UGANDA: Budget 2022/23 announces amendments to tax laws
The Minister of Finance, Planning, and Economic Development announced various amendments to tax legislation in the 2022/23 Budget which were included in the Income Tax (Amendment) Act 2022, the Tax Procedures Code (Amendment) Act 2022, the Stamp Duty (Amendment) Act 2022, and the VAT (Amendment) Act.

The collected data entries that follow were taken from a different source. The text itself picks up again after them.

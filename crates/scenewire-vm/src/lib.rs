//! Player VM for Scenewire.
//!
//! This crate executes the two instruction streams of the protocol: Update
//! streams mutate the persistent scene graph and macro table; the render
//! pass walks the scene depth-first and executes each node's bound drawing
//! program against an external drawing surface.

pub mod engine;

// Re-export commonly used items at crate root
pub use engine::{
    Anchor, Node, NodeHandle, Player, RecordingSurface, RuntimeError, SceneGraph, Surface,
    SurfaceCall,
};
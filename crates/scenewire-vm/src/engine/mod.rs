//! Runtime engine executing Scenewire streams.
//!
//! The VM decodes Update opcodes into scene and macro mutations, and Render
//! opcodes into drawing calls, with an explicit re-entrancy stack for nested
//! macro invocation.

mod error;
mod scene;
mod surface;
mod vm;

#[cfg(test)]
mod engine_tests;

pub use error::RuntimeError;
pub use scene::{Anchor, Node, NodeHandle, SceneGraph};
pub use surface::{RecordingSurface, Surface, SurfaceCall};
pub use vm::Player;
//! Wire format and instruction encoding for Scenewire.
//!
//! This crate contains:
//! - The byte stream primitive (append/read with a cursor)
//! - Field encodings (vectors, rotation, scale, color, rectangles)
//! - The two opcode namespaces (Update and Render)
//! - Macro templates with backpatchable variable slots
//! - A human-readable dump for debugging

mod dump;
mod error;
mod ids;
mod opcode;
mod stream;
mod template;
mod types;

#[cfg(test)]
mod template_tests;

pub use dump::dump_update;
pub use error::{StreamError, TemplateError};
pub use ids::{AnchorId, MacroId, NodeId};
pub use opcode::{RenderOp, UpdateOp};
pub use stream::{
    ByteStream, COLOR_WIRE_SIZE, RECT_WIRE_SIZE, SCALE_FACTOR, VEC2_FIXED_WIRE_SIZE,
    VEC2_WIRE_SIZE,
};
pub use template::MacroTemplate;
pub use types::{Color, Rect};
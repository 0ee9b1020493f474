//! Producer side: typed Update-stream construction and frame directors.

mod director;
mod writer;


pub use director::{BounceDirector, Director};
pub use writer::UpdateWriter;
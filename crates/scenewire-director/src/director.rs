//! Frame directors: sources of Update streams.

use glam::DVec2;
use log::debug;

use scenewire_bytecode::{Color, MacroId, NodeId, RenderOp};

use crate::writer::UpdateWriter;

/// A producer of Update streams: one setup stream, then one per frame.
pub trait Director {
    /// Establish the session's macros and nodes.
    fn init(&mut self) -> Vec<u8>;

    /// Advance one frame and emit the mutations for it.
    fn update(&mut self) -> Vec<u8>;
}

/// Stage dimensions the demo bounces within.
const STAGE: DVec2 = DVec2::new(600.0, 500.0);

/// Demo director: a red square carrying a green child square, bouncing
/// around the stage while rotating and pulsing its scale.
///
/// All motion derives from the frame counter, so two runs of the same
/// length produce identical streams.
pub struct BounceDirector {
    writer: UpdateWriter,
    frame: u64,
    position: DVec2,
    direction: DVec2,
    parent: NodeId,
    child: NodeId,
}

impl BounceDirector {
    pub fn new() -> Self {
        Self {
            writer: UpdateWriter::new(),
            frame: 0,
            position: DVec2::ZERO,
            direction: DVec2::ONE,
            parent: NodeId(0),
            child: NodeId(0),
        }
    }

    /// A unit square (side 100) filled with `color`, as a parameterless
    /// macro.
    fn define_square(&mut self, color: Color) -> MacroId {
        let id = self.writer.macro_start();
        self.writer.macro_op(RenderOp::BeginPath);
        self.writer.macro_op(RenderOp::MoveTo);
        self.writer.macro_use_const_vec2(DVec2::new(0.0, 0.0));
        self.writer.macro_op(RenderOp::LineTo);
        self.writer.macro_use_const_vec2(DVec2::new(100.0, 0.0));
        self.writer.macro_op(RenderOp::LineTo);
        self.writer.macro_use_const_vec2(DVec2::new(100.0, 100.0));
        self.writer.macro_op(RenderOp::LineTo);
        self.writer.macro_use_const_vec2(DVec2::new(0.0, 100.0));
        self.writer.macro_op(RenderOp::ClosePath);
        self.writer.macro_op(RenderOp::SetFillColor);
        self.writer.macro_use_const_color(color);
        self.writer.macro_op(RenderOp::Fill);
        self.writer.macro_end();
        id
    }
}

impl Director for BounceDirector {
    fn init(&mut self) -> Vec<u8> {
        let red = self.define_square(Color::RED);
        let green = self.define_square(Color::GREEN);

        self.parent = self.writer.node_create();
        self.writer.node_set_content(self.parent, red, &[]);
        self.child = self.writer.node_create();
        self.writer.node_set_content(self.child, green, &[]);
        self.writer.node_set_parent(self.child, self.parent);
        self.writer.node_set_position(self.child, DVec2::new(40.0, 40.0));

        self.writer.finish()
    }

    fn update(&mut self) -> Vec<u8> {
        if self.position.x >= STAGE.x {
            self.direction.x = -1.0;
        } else if self.position.x <= 0.0 {
            self.direction.x = 1.0;
        }
        if self.position.y >= STAGE.y {
            self.direction.y = -1.0;
        } else if self.position.y <= 0.0 {
            self.direction.y = 1.0;
        }
        self.position += self.direction;

        // 4 rad/s at a nominal 60 fps, matching the original pacing.
        let t = self.frame as f64 / 60.0;
        let rotation = t;
        let scale = DVec2::new((t * 4.0).sin() + 1.0, (t * 4.0).cos() + 1.0);

        self.writer.node_set_position(self.parent, self.position);
        self.writer.node_set_rotation(self.parent, rotation);
        self.writer.node_set_scale(self.parent, scale);
        self.writer.node_set_position(self.child, DVec2::new(20.0, 20.0));

        debug!("frame {}: position {}", self.frame, self.position);
        self.frame += 1;
        self.writer.finish()
    }
}

impl Default for BounceDirector {
    fn default() -> Self {
        Self::new()
    }
}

Otherwise indicated, the following amendments apply with effect from 1 July 2022:
- reversal of the 2021 amendment relating to rental income tax which allowed 75% of the rental income as expenditure and losses incurred by a person in the production of such income. This applied to both individuals and companies and the applicable tax rate was 30%. As of 1 July 2022, the rental tax applicable to an individual or partnership is 12% of the rental income in excess of UGX2 820 000;
- allowing all expenditures and losses incurred in the production of rental income by companies as deductible expenses. The allowable deductions are, however, capped at 50% of the rental income for that year of income and any excess may be carried forward to the subsequent year of income. The rate applicable to companies is 30%;
- amending the definition of “beneficial owner”;
- exempting research institutions whose objective is not to make a profit from tax;
- extending the tax holiday for the Bujagali Hydro Power Project for one year from 2022-2023. The Income Tax (Amendment) had earlier proposed a period of five years from 2022 to 2027;
- clarifying that income derived from the carriage of passengers who do not embark or cargo or mail that is not embarked in Uganda is not income derived from a Ugandan-source service contract;
- adding the International Development Law Organisation to the list of tax exempted institutions;
- repealing the exemption from VAT on imported services that are used by businesses in making exempt supplies, an exemption from VAT on items such as certain assistive devices for persons with disabilities, supply of airport user services charged by the Civil Aviation Authority, and a provision for equal treatment of supplies of educational materials from the East Africa Community partner states;
- extending the list of VAT-exempt supplies to include oxygen cylinders or oxygen for medical use, assistive devices for persons with disabilities, and airport user services charged by the Civil Aviation Authority;
- zero-rating the supply of educational materials including educational materials manufactured in a Partner State of the East African Community;
- allowing the cash basis accounting method for persons supplying goods or services to the government;
- repealing the VAT exemption on imported services used in the provision of an exempt supply;
- introducing fines and imprisonment for a term not exceeding 10 years for a person who fails to file an information return and/or fails to maintain records for the automatic exchange of information, who makes false or misleading statements in the information return, and who makes omissions from a statement made in the information;
- requiring persons engaged in the construction or extractive industry to disclose to the URA the names of the persons contracted in the course of performance of duties or business within 7 days from the date of signing the contract, subject to the imposition of a penalty; and
- imposing a fine not exceeding UGX30-million or imprisonment not exceeding 10 years or both a taxpayer/person who:
- fails to use electronic receipting or invoicing or fails to employ an electronic fiscal device;
- forges or is found in possession of a forged electronic receipt or invoice; or
- interferes with the software or hardware of an electronic fiscal device or electronic dispensing control device.